Task goal: If a line in the data holds the string "entries", list it.

*** Opening of Exercise data ***

use std::path::Path;

use crate::cli::Commands;
use crate::commands;
use tracing::{info, warn};
use vault_core::config::AppConfig;
use vault_core::{ProtectionManager, RestClient};

pub struct CliApp {
    pub config: AppConfig,
    pub manager: ProtectionManager<RestClient>,
}

impl CliApp {
    /// 优先使用指定的配置文件，不存在时按默认文件名智能查找
    pub fn new_with_config(config_path: &Path) -> anyhow::Result<Self> {
        let config = if config_path.exists() {
            AppConfig::load_from_file(config_path)?
        } else {
            AppConfig::find_and_load_config()?
        };
        Self::from_config(config)
    }

    pub fn from_config(config: AppConfig) -> anyhow::Result<Self> {
        let client = RestClient::new(&config)?;
        let manager = ProtectionManager::from_config(client, &config)?;
        Ok(Self { config, manager })
    }

    /// 收到 Ctrl-C 时取消正在跟踪的异步操作
    pub fn cancel_on_ctrl_c(&self) {
        let token = self.manager.cancellation_token();
        tokio::spawn(async move {
            if tokio::signal::ctrl_c().await.is_ok() {
                warn!("⚠️  收到中断信号，停止跟踪异步操作");
                token.cancel();
            }
        });
    }

    pub async fn run_command(&self, command: Commands) -> anyhow::Result<()> {
        match command {
            Commands::Init { .. } | Commands::Providers => {
                // 在 main 中加载配置前处理
                Ok(())
            }
            Commands::ApiInfo => {
                commands::run_api_info(self);
                Ok(())
            }
            Commands::Container(container_cmd) => {
                commands::handle_container_command(self, container_cmd).await
            }
            Commands::Policy(policy_cmd) => commands::handle_policy_command(self, policy_cmd).await,
            Commands::Protection(protection_cmd) => {
                commands::handle_protection_command(self, protection_cmd).await
            }
            Commands::Backup { target } => commands::run_backup(self, &target).await,
            Commands::Restore {
                target,
                recovery_point,
                storage_account,
            } => commands::run_restore(self, &target, &recovery_point, &storage_account).await,
            Commands::RecoveryPoint(recovery_point_cmd) => {
                commands::handle_recovery_point_command(self, recovery_point_cmd).await
            }
            Commands::Job(job_cmd) => {
                info!("📋 查询备份作业");
                commands::handle_job_command(self, job_cmd).await
            }
        }
    }
}
//! Generic component-updater policy.
//!
//! This crate provides the deployment-independent defaults a vendor policy
//! provider builds on:
//! - Command-line parsing of the `--component-updater` switch.
//! - Build information (product version, OS name).
//! - The base policy deriving delays, endpoints and security defaults.

mod base_policy;
mod build_info;
mod command_line;
mod version;

pub use base_policy::{BaseConfigPolicy, DEFAULT_UPDATE_URL, FALLBACK_UPDATE_URL};
pub use build_info::{BuildInfo, BuildInfoError};
pub use command_line::{
    COMPONENT_UPDATER_SWITCH, CommandLine, CommandLineConfigPolicy, SwitchError,
};
pub use version::{VersionParseError, package_version, parse_browser_version};
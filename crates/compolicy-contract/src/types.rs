use semver::Version;
use serde::{Deserialize, Serialize};
use std::fmt;
use std::time::Duration;
use url::Url;

use crate::error::ContractError;

/// Which backend a provider talks to. Chosen once when the provider is built.
#[derive(Debug, Clone, Copy, PartialEq, Eq, Hash, Serialize, Deserialize)]
#[serde(rename_all = "kebab-case")]
pub enum DeploymentMode {
    /// The vendor runs its own update service.
    VendorServer,
    /// The platform's default component store.
    UpstreamStore,
}

impl DeploymentMode {
    #[must_use]
    pub const fn from_vendor_flag(use_vendor_server: bool) -> Self {
        if use_vendor_server {
            Self::VendorServer
        } else {
            Self::UpstreamStore
        }
    }

    #[must_use]
    pub const fn is_vendor_server(self) -> bool {
        matches!(self, Self::VendorServer)
    }

    #[must_use]
    pub const fn as_str(self) -> &'static str {
        match self {
            Self::VendorServer => "vendor-server",
            Self::UpstreamStore => "upstream-store",
        }
    }

    #[must_use]
    pub fn from_name(name: &str) -> Option<Self> {
        match name {
            "vendor-server" => Some(Self::VendorServer),
            "upstream-store" => Some(Self::UpstreamStore),
            _ => None,
        }
    }
}

impl fmt::Display for DeploymentMode {
    fn fmt(&self, f: &mut fmt::Formatter<'_>) -> fmt::Result {
        f.write_str(self.as_str())
    }
}

/// Ordered, non-empty list of endpoints. Earlier entries are tried first.
#[derive(Debug, Clone, PartialEq, Eq, Hash, Serialize, Deserialize)]
#[serde(try_from = "Vec<Url>", into = "Vec<Url>")]
pub struct EndpointSet {
    urls: Vec<Url>,
}

impl EndpointSet {
    /// Returns `None` when `urls` is empty.
    #[must_use]
    pub fn new(urls: Vec<Url>) -> Option<Self> {
        if urls.is_empty() {
            None
        } else {
            Some(Self { urls })
        }
    }

    #[must_use]
    pub fn single(url: Url) -> Self {
        Self { urls: vec![url] }
    }

    /// Endpoints from URL literals compiled into the binary.
    ///
    /// # Panics
    /// Panics if a literal is not an absolute `http`/`https` URL. Only
    /// constants are passed here and each one is parsed in a unit test.
    #[must_use]
    pub fn from_static(urls: &'static [&'static str]) -> Self {
        match Self::parse(urls.iter().copied()) {
            Ok(set) => set,
            Err(e) => panic!("built-in endpoint list is invalid: {e}"),
        }
    }

    /// Parse absolute http(s) URLs, keeping their order.
    ///
    /// # Errors
    /// Returns an error if any entry is not an absolute `http`/`https` URL or
    /// if no entries are given.
    pub fn parse<I, S>(urls: I) -> Result<Self, ContractError>
    where
        I: IntoIterator<Item = S>,
        S: AsRef<str>,
    {
        let urls = urls
            .into_iter()
            .map(|raw| parse_endpoint(raw.as_ref()))
            .collect::<Result<Vec<_>, _>>()?;
        Self::new(urls).ok_or(ContractError::EmptyEndpointSet)
    }

    #[must_use]
    pub fn primary(&self) -> &Url {
        &self.urls[0]
    }

    #[must_use]
    pub fn urls(&self) -> &[Url] {
        &self.urls
    }

    #[must_use]
    pub fn len(&self) -> usize {
        self.urls.len()
    }

    /// Always false; kept for API symmetry with slices.
    #[must_use]
    pub fn is_empty(&self) -> bool {
        self.urls.is_empty()
    }

    pub fn iter(&self) -> std::slice::Iter<'_, Url> {
        self.urls.iter()
    }

    /// Drop every non-`https` endpoint. `None` if nothing secure is left.
    #[must_use]
    pub fn secure_only(&self) -> Option<Self> {
        Self::new(
            self.urls
                .iter()
                .filter(|url| url.scheme() == "https")
                .cloned()
                .collect(),
        )
    }
}

fn parse_endpoint(raw: &str) -> Result<Url, ContractError> {
    let url = Url::parse(raw).map_err(|e| ContractError::invalid_url(raw, e))?;
    match url.scheme() {
        "http" | "https" => Ok(url),
        _ => Err(ContractError::UnsupportedScheme {
            url: raw.to_string(),
        }),
    }
}

impl TryFrom<Vec<Url>> for EndpointSet {
    type Error = ContractError;

    fn try_from(urls: Vec<Url>) -> Result<Self, Self::Error> {
        Self::new(urls).ok_or(ContractError::EmptyEndpointSet)
    }
}

impl From<EndpointSet> for Vec<Url> {
    fn from(set: EndpointSet) -> Self {
        set.urls
    }
}

impl<'a> IntoIterator for &'a EndpointSet {
    type Item = &'a Url;
    type IntoIter = std::slice::Iter<'a, Url>;

    fn into_iter(self) -> Self::IntoIter {
        self.urls.iter()
    }
}

/// Advisory timing for the engine's scheduler.
#[derive(Debug, Clone, Copy, PartialEq, Eq)]
pub struct DelaySchedule {
    /// Wait before the first check after startup.
    pub initial: Duration,
    /// Interval between periodic checks.
    pub next_check: Duration,
    /// Minimum spacing between on-demand checks.
    pub on_demand: Duration,
    /// Wait before applying an update that is already downloaded.
    pub update: Duration,
}

#[derive(Debug, Clone, Copy, PartialEq, Eq, Default, Serialize, Deserialize)]
pub struct SecurityFlags {
    pub require_signed_responses: bool,
    pub allow_delta_patches: bool,
    pub require_encryption: bool,
}

/// Everything a provider reports about the running product.
///
/// Only `browser_version` is guaranteed to carry a value; the string fields
/// may be intentionally empty.
#[derive(Debug, Clone, PartialEq, Eq, Serialize, Deserialize)]
pub struct IdentityDescriptor {
    pub prod_id: String,
    pub browser_version: Version,
    pub channel: String,
    pub brand: String,
    pub lang: String,
    pub os_long_name: String,
    pub app_guid: String,
    pub extra_request_params: String,
    pub download_preference: String,
}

*** Close of Exercise data ***

Response area:
/// Ordered, non-empty list of endpoints. Earlier entries are tried first.
    /// if no entries are given.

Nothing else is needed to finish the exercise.